Location: Not protected by the Mods...I mean Mob. Take your best shot! Joined: 09.01.2012
Sep 1 @ 1:34 PM ET
Loved Gagne - probably my #6 favorite Flyers player - Scoob
See, I put out my top five and added that Gagne I wished that I could add Gagne to my five. Like, Gagne is very close when it comes to every name I mentioned. To me, there was nothing like watching Gagne play his first nine seasons. When he returned during the half season, only being a shell of his former self, even with scoring I felt he made the team better with his two way play. The forwards were not helping the defense until we brought him home from LA. In fact, if he was on the ice with G and Jake, Gagne hustled back quicker to even the odds with the defense. If we had made the playoffs after a massive flow start, Gagne would have been a large reason why.

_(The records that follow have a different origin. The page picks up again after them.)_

#[async_trait]
impl VectorBackend for WeaviateBackend {
    fn backend_type(&self) -> BackendType {
        BACKEND
    }

    fn capabilities(&self) -> BackendCapabilities {
        BackendCapabilities {
            strict_document_uniqueness: false,
            read_after_write: false,
            transactional_batches: false,
            max_dimensions: BACKEND.max_dimensions(),
            max_top_k: Some(MAX_TOP_K),
        }
    }

    fn batch_size(&self) -> usize {
        self.batch_size
    }

    async fn create_collection(&self, collection: &Collection) -> VectorResult<()> {
        let class = collection.physical_name();
        let body = json!({
            "class": class,
            "vectorizer": "none",
            "vectorIndexConfig": { "distance": "cosine" },
            "properties": [
                { "name": "document_id", "dataType": ["text"], "tokenization": "field" },
                { "name": "metadata_json", "dataType": ["text"] },
            ],
        });
        let response = self
            .send(self.request(reqwest::Method::POST, "/v1/schema").json(&body))
            .await?;

        let status = response.status();
        if status == StatusCode::UNPROCESSABLE_ENTITY {
            let text = response.text().await.unwrap_or_default();
            if text.contains("already exists") {
                warn!(class = %class, "weaviate class already exists, reusing");
                return Ok(());
            }
            return Err(http::status_error(BACKEND, status, &text, &class));
        }
        http::check(BACKEND, response, &class).await?;
        Ok(())
    }

    async fn drop_collection(&self, collection: &Collection) -> VectorResult<()> {
        let class = collection.physical_name();
        let response = self
            .send(self.request(reqwest::Method::DELETE, &format!("/v1/schema/{}", class)))
            .await?;
        if response.status() != StatusCode::NOT_FOUND {
            http::check(BACKEND, response, &class).await?;
        }
        self.declared.lock().remove(&class);
        Ok(())
    }

    async fn add_vectors(
        &self,
        collection: &Collection,
        records: &[VectorRecord],
    ) -> VectorResult<Vec<VectorResult<VectorId>>> {
        let class = collection.physical_name();
        let ids: Vec<String> = records
            .iter()
            .map(|r| match &r.document_id {
                Some(doc) => document_vector_id(collection.id, doc),
                None => random_vector_id(),
            })
            .map(|u| u.to_string())
            .collect();

        self.declare_properties(&class, records).await?;

        let objects: Vec<JsonValue> = records
            .iter()
            .zip(&ids)
            .map(|(record, id)| {
                json!({
                    "class": class,
                    "id": id,
                    "vector": record.embedding,
                    "properties": object_properties(record),
                })
            })
            .collect();

        let response = self
            .send(
                self.request(reqwest::Method::POST, "/v1/batch/objects")
                    .json(&json!({ "objects": objects })),
            )
            .await?;
        let outcomes: Vec<BatchObjectResult> = http::json(BACKEND, response, &class).await?;

        let mut results: Vec<VectorResult<VectorId>> =
            ids.iter().map(|id| Ok(VectorId::Str(id.clone()))).collect();
        for (position, outcome) in outcomes.iter().enumerate() {
            let Some(message) = outcome
                .result
                .as_ref()
                .and_then(|r| r.errors.as_ref())
                .and_then(|e| e.error.first())
                .map(|e| e.message.clone())
            else {
                continue;
            };
            // Prefer matching by id; fall back to response order.
            let index = outcome
                .id
                .as_ref()
                .and_then(|id| ids.iter().position(|x| x == id))
                .unwrap_or(position);
            if let Some(slot) = results.get_mut(index) {
                *slot = Err(object_error(message, &class));
            }
        }

        debug!(class = %class, objects = records.len(), "batched objects");
        Ok(results)
    }

    async fn search(
        &self,
        collection: &Collection,
        query: &BackendQuery,
    ) -> VectorResult<Vec<SearchResult>> {
        let class = collection.physical_name();
        let gql = search_query(&class, query)?;
        let data = match self.graphql(&class, gql).await {
            Ok(data) => data,
            // No object ever carried the filtered key, so nothing can match.
            Err(VectorError::BadRequest { message }) if message.contains("no such prop") => {
                debug!(class = %class, %message, "filter on undeclared property");
                return Ok(Vec::new());
            }
            Err(e) => return Err(e),
        };

        let hits = data
            .get("Get")
            .and_then(|g| g.get(&class))
            .and_then(JsonValue::as_array)
            .cloned()
            .unwrap_or_default();

        hits.iter()
            .map(|hit| result_from_hit(hit, query.include_vectors))
            .collect()
    }

    async fn delete_vectors(&self, collection: &Collection, ids: &[VectorId]) -> VectorResult<()> {
        let class = collection.physical_name();
        for id in ids {
            let Some(id) = id.as_str() else {
                return Err(VectorError::BadRequest {
                    message: format!("weaviate object ids are uuids, got {}", id),
                });
            };
            let response = self
                .send(self.request(
                    reqwest::Method::DELETE,
                    &format!("/v1/objects/{}/{}", class, id),
                ))
                .await?;
            if response.status() != StatusCode::NOT_FOUND {
                http::check(BACKEND, response, &class).await?;
            }
        }
        Ok(())
    }

    async fn find_document(
        &self,
        collection: &Collection,
        document_id: &str,
    ) -> VectorResult<Option<VectorId>> {
        let class = collection.physical_name();
        let id = document_vector_id(collection.id, document_id).to_string();
        let response = self
            .send(self.request(
                reqwest::Method::GET,
                &format!("/v1/objects/{}/{}", class, id),
            ))
            .await?;
        if response.status() == StatusCode::NOT_FOUND {
            return Ok(None);
        }
        http::check(BACKEND, response, &class).await?;
        Ok(Some(VectorId::Str(id)))
    }

    async fn get_vector(
        &self,
        collection: &Collection,
        id: &VectorId,
    ) -> VectorResult<Option<VectorEntry>> {
        let Some(id) = id.as_str() else {
            return Ok(None);
        };
        let class = collection.physical_name();
        let response = self
            .send(
                self.request(
                    reqwest::Method::GET,
                    &format!("/v1/objects/{}/{}", class, id),
                )
                .query(&[("include", "vector")]),
            )
            .await?;
        if response.status() == StatusCode::NOT_FOUND {
            return Ok(None);
        }
        let object: WeaviateObject = http::json(BACKEND, response, &class).await?;
        Ok(Some(entry_from_object(object)))
    }

    async fn list_vectors(
        &self,
        collection: &Collection,
        page: Page,
    ) -> VectorResult<Vec<VectorEntry>> {
        let class = collection.physical_name();
        let limit = page.limit.to_string();
        let offset = page.offset.to_string();
        let response = self
            .send(self.request(reqwest::Method::GET, "/v1/objects").query(&[
                ("class", class.as_str()),
                ("limit", limit.as_str()),
                ("offset", offset.as_str()),
                ("include", "vector"),
            ]))
            .await?;
        let list: ObjectList = http::json(BACKEND, response, &class).await?;
        Ok(list.objects.into_iter().map(entry_from_object).collect())
    }

    async fn stats(&self, collection: &Collection) -> VectorResult<CollectionStats> {
        let class = collection.physical_name();
        let data = self
            .graphql(&class, format!("{{ Aggregate {{ {} {{ meta {{ count }} }} }} }}", class))
            .await?;
        let count = data
            .get("Aggregate")
            .and_then(|a| a.get(&class))
            .and_then(|c| c.get(0))
            .and_then(|c| c.pointer("/meta/count"))
            .and_then(JsonValue::as_u64)
            .ok_or_else(|| {
                VectorError::Internal(format!("weaviate aggregate for {} has no count", class))
            })?;

        Ok(CollectionStats::new(BACKEND, count)
            .with_detail("class_name", class)
            .with_detail("dimensions", collection.dimensions))
    }
}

Location: Not protected by the Mods...I mean Mob. Take your best shot! Joined: 09.01.2012
Sep 1 @ 1:38 PM ET
Injuries were a big factor for many of these players. I'd personally have though Joe Watson (with the team from 1967-68 inaugural season through 1977-78) would have had the most games played but he played 746 games (2nd in franchise history among D-men) to Bundy's 753.
The current top 30 entering the 2016-17 season:
1 Chris Therien 753
2 Joe Watson 746
3 Eric Desjardins 738
4 Ed Van Impe 617
5 Jim Watson 613
6 Mark Howe 594
7 Kjell Samuelsson 545
8 Andre Dupont 539
9 Braydon Coburn 537
10 Kimmo Timonen 519
11 Brad Marsh 514
12 Tom Bladon 463
13 Doug Crossman 392
14 Luke Richardson 387
15 Terry Carkner 376
16 Brad McCrimmon 367
17 Dan McGillis 340
18 Behn Wilson 339
19 Matt Carle 308
20 Bob Dailey 304
21 Kim Johnsson 291
22 Barry Ashbee 270
23 Gord Murphy 261
24 Wayne Hillman 258
25 Glen Cochrane 257
26 Nicklas Grossmann 250
27 Garry Galley 236
28 Petr Svoboda 232
29 Karl Dykhuis 227
30 Randy Jones 217 - bmeltzer
I guess it's official. Desjardins holds the tie breaker over Timonen. I'm a little disappointed in games played when it comes to Timonen and Coburn.
Read is skating 3 weeks early with the kids. He has to be feeling pressure. It is nice to see his response to come in at tip top shape to compete with the youngins. Already a great sign that vets will be pushed that extra bit.
Read is skating 3 weeks early with the kids. He has to be feeling pressure. It is nice to see his response to come in at tip top shape to compete with the youngins. Already a great sign that vets will be pushed that extra bit. - Konalover
"Veterans don't really give 100% in camp." - jmatchett383
Well, 3 weeks early seems like a 100% commitment to keep a job.
arichardson22 Season Ticket Holder Philadelphia Flyers
Location: Philly, PA Joined: 06.10.2013
Sep 1 @ 2:33 PM ET
Read is skating 3 weeks early with the kids. He has to be feeling pressure. It is nice to see his response to come in at tip top shape to compete with the youngins. Already a great sign that vets will be pushed that extra bit. - Konalover
Well, 3 weeks early seems like a 100% commitment to keep a job. - Konalover
Come on man, it's well known that veterans don't really try during camp. And that the GM makes the opening night roster based solely on the previous season, not training camp.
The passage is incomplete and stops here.